Editor’s note: The following is an excerpt of a memoir written in 1931 by the 14-year-old son of lighthouse keeper Baard Jens Lervick, who served at four Alaskan light stations from 1913 to 1930.
I was born in Ketchikan, the first city in Alaska, in the Arthur Yates hospital, no longer in existence. When I was three weeks old, I left the hospital with Mother and Dad on the mail boat Good Tidings for Tree Point Light Station. My father was assistant lighthouse keeper. The station consisted of three dwellings, a boat house, a barn, two oil houses and a signal building, with two families besides us living there.
We lived in the third house, which was nearest the signal building. Behind the house there was a gully where the north wind used to blow the white foam from the beach up on the lawn, which looked like patches of snow.
I am a lover of the trees and woods and in the long summer before my birth, I feel sure my mother must have enjoyed herself thoroughly. In my mind, I can see the heavy pine woods with the ground all covered with pine needles. I hear the wind rustling in the tree tops and tearing them like mad when a storm came up.
I see the bay in front of the tower with the shining surface of the water changing in all the different lights, reflecting the blue sky and the clouds above with the deep shadows of the mountains and trees, or rippling prettily in long curves as a light breeze played over it, or foaming and dashing waves bounding high upon a stern and rock-bound coast. You can readily perceive that such a scene and such an experience are the most enjoyable to me of anything I know in the world, and I like to reflect that I have lived in such a place.
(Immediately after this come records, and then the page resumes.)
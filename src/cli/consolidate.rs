//! Consolidate and vacuum CLI commands

use anyhow::{Context, Result};
use clap::{Args, Subcommand};

use super::output::Output;
use crate::engine::{ArrayEngine, Backend, ConsolidationMode, FragmentConsolidation};

/// Fragment consolidation tuning
#[derive(Args, Debug)]
pub struct TuningArgs {
    /// Factor by which the consolidated fragment may exceed the union of its inputs
    #[arg(long, short = 'a', default_value_t = 1.0)]
    amplification: f64,

    /// Attribute buffer size in bytes
    #[arg(long, short = 'b', default_value_t = 50_000_000)]
    buffer_size: u64,

    /// Maximum number of fragments consolidated in one step
    #[arg(long, visible_alias = "max", default_value_t = u32::MAX)]
    step_max_frags: u32,

    /// Minimum number of fragments consolidated in one step
    #[arg(long, visible_alias = "min", default_value_t = u32::MAX)]
    step_min_frags: u32,

    /// Maximum size ratio between adjacent fragments in one step
    #[arg(long, short = 'r', default_value_t = 0.0)]
    step_size_ratio: f64,

    /// Number of consolidation steps
    #[arg(long, short = 's', default_value_t = u32::MAX)]
    steps: u32,
}

impl From<TuningArgs> for FragmentConsolidation {
    fn from(args: TuningArgs) -> Self {
        Self {
            amplification: args.amplification,
            buffer_size: args.buffer_size,
            step_max_frags: args.step_max_frags,
            step_min_frags: args.step_min_frags,
            step_size_ratio: args.step_size_ratio,
            steps: args.steps,
        }
    }
}

#[derive(Subcommand)]
pub enum ConsolidateCommands {
    /// Consolidate the fragments of an array
    Fragments {
        /// Array URI
        uri: String,

        #[command(flatten)]
        tuning: TuningArgs,

        /// Vacuum the consolidated fragments afterwards
        #[arg(long, short = 'v')]
        vacuum: bool,
    },

    /// Consolidate fragment metadata into a single file
    FragmentMetadata {
        /// Array URI
        uri: String,

        /// Vacuum the consolidated fragment metadata afterwards
        #[arg(long, short = 'v')]
        vacuum: bool,
    },

    /// Consolidate array metadata into a single file
    ArrayMetadata {
        /// Array URI
        uri: String,

        /// Vacuum the consolidated array metadata afterwards
        #[arg(long, short = 'v')]
        vacuum: bool,
    },
}

#[derive(Subcommand)]
pub enum VacuumCommands {
    /// Remove fragments that have been consolidated
    Fragments {
        /// Array URI
        uri: String,
    },

    /// Remove fragment metadata that has been consolidated
    FragmentMetadata {
        /// Array URI
        uri: String,
    },

    /// Remove array metadata that has been consolidated
    ArrayMetadata {
        /// Array URI
        uri: String,
    },
}

pub fn run_consolidate(cmd: ConsolidateCommands, engine: &dyn Backend, output: &Output) -> Result<()> {
    let (uri, mode, tuning, vacuum) = match cmd {
        ConsolidateCommands::Fragments {
            uri,
            tuning,
            vacuum,
        } => (uri, ConsolidationMode::Fragments, Some(FragmentConsolidation::from(tuning)), vacuum),
        ConsolidateCommands::FragmentMetadata { uri, vacuum } => {
            (uri, ConsolidationMode::FragmentMeta, None, vacuum)
        }
        ConsolidateCommands::ArrayMetadata { uri, vacuum } => {
            (uri, ConsolidationMode::ArrayMeta, None, vacuum)
        }
    };

    consolidate(engine, output, &uri, mode, tuning.as_ref())?;
    if vacuum {
        run_vacuum_mode(engine, output, &uri, mode)?;
    }
    Ok(())
}

pub fn run_vacuum(cmd: VacuumCommands, engine: &dyn Backend, output: &Output) -> Result<()> {
    let (uri, mode) = match cmd {
        VacuumCommands::Fragments { uri } => (uri, ConsolidationMode::Fragments),
        VacuumCommands::FragmentMetadata { uri } => (uri, ConsolidationMode::FragmentMeta),
        VacuumCommands::ArrayMetadata { uri } => (uri, ConsolidationMode::ArrayMeta),
    };

    run_vacuum_mode(engine, output, &uri, mode)
}

fn consolidate(
    engine: &dyn Backend,
    output: &Output,
    uri: &str,
    mode: ConsolidationMode,
    tuning: Option<&FragmentConsolidation>,
) -> Result<()> {
    let config = mode.consolidation_config(tuning);
    output.verbose_ctx("consolidate", &format!("{} with {:?}", uri, config));

    let result = engine
        .consolidate(uri, &config)
        .with_context(|| format!("Failed to consolidate {} of {}", mode.as_str(), uri))?;

    output.outcome(&result, &format!("Consolidated {} of {}", mode.as_str(), uri));
    Ok(())
}

fn run_vacuum_mode(
    engine: &dyn Backend,
    output: &Output,
    uri: &str,
    mode: ConsolidationMode,
) -> Result<()> {
    let result = engine
        .vacuum(uri, &mode.vacuum_config())
        .with_context(|| format!("Failed to vacuum {} of {}", mode.as_str(), uri))?;

    output.outcome(&result, &format!("Vacuumed {} of {}", mode.as_str(), uri));
    Ok(())
}

#[cfg(test)]
mod tests {
    use super::*;
    use clap::Parser;

    #[derive(Parser)]
    struct Harness {
        #[command(subcommand)]
        cmd: ConsolidateCommands,
    }

    #[test]
    fn tuning_defaults_match_engine_defaults() {
        let harness = Harness::try_parse_from(["test", "fragments", "arr"]).unwrap();
        match harness.cmd {
            ConsolidateCommands::Fragments { tuning, vacuum, .. } => {
                assert!(!vacuum);
                assert_eq!(
                    FragmentConsolidation::from(tuning),
                    FragmentConsolidation::default()
                );
            }
            _ => panic!("expected fragments"),
        }
    }

    #[test]
    fn tuning_aliases() {
        let harness = Harness::try_parse_from([
            "test", "fragments", "arr", "--max", "4", "--min", "2", "-a", "1.5", "-v",
        ])
        .unwrap();
        match harness.cmd {
            ConsolidateCommands::Fragments { tuning, vacuum, .. } => {
                let tuning = FragmentConsolidation::from(tuning);
                assert!(vacuum);
                assert_eq!(tuning.step_max_frags, 4);
                assert_eq!(tuning.step_min_frags, 2);
                assert_eq!(tuning.amplification, 1.5);
            }
            _ => panic!("expected fragments"),
        }
    }
}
The day of my birth was December 20, 1917. It was cold and the snow was deep on the ground that winter. Mrs. West of Tree Point Light Station was the first person to come in and look me over. The mail boat was going to Tree Point that morning and I arrived just in time so Mrs. West could go back on the boat and bring Daddy the good news. I feel glad that I am a real Alaskan Sourdough.
When I was three weeks old, Mother and Dad took me to Tree Point, forty-five miles from Ketchikan, and Dad said it was a terrible trip. The wind changed when we had completed half the trip and it became real stormy, so mother and I were seasick and Dad surely had his hands full, but we finally finished our stormy trip. Dad said I cried lustily as I was handed out of the boat.
The first thing I can remember is going with my father to light the big light in the tower where I saw our Star-Spangled Banner wave from the flag pole. Dad left me sitting on a chair in the engine room. As soon as he was out of sight, I scrambled down and immediately fell into a can of oil, which I tried eating, but it had a disagreeable taste, so I decided to follow Dad up the stairs of the tower.
I managed the first twenty-five steps, greasing and oiling them all the say. I fell down and slid all the way to the bottom. I made such a racket that dad came to see what was the matter and he found me at the bottom of the stairs. When Dad was through cleaning up the mess I had made, it was quite dark. He hunted all over for me and he finally found me in the coal locker, dusting the floor and the coal with an old feather duster. Oil and coal dust is a find combination. He picked me up by the seat of my pants, and I haven’t forgotten the after-effects yet.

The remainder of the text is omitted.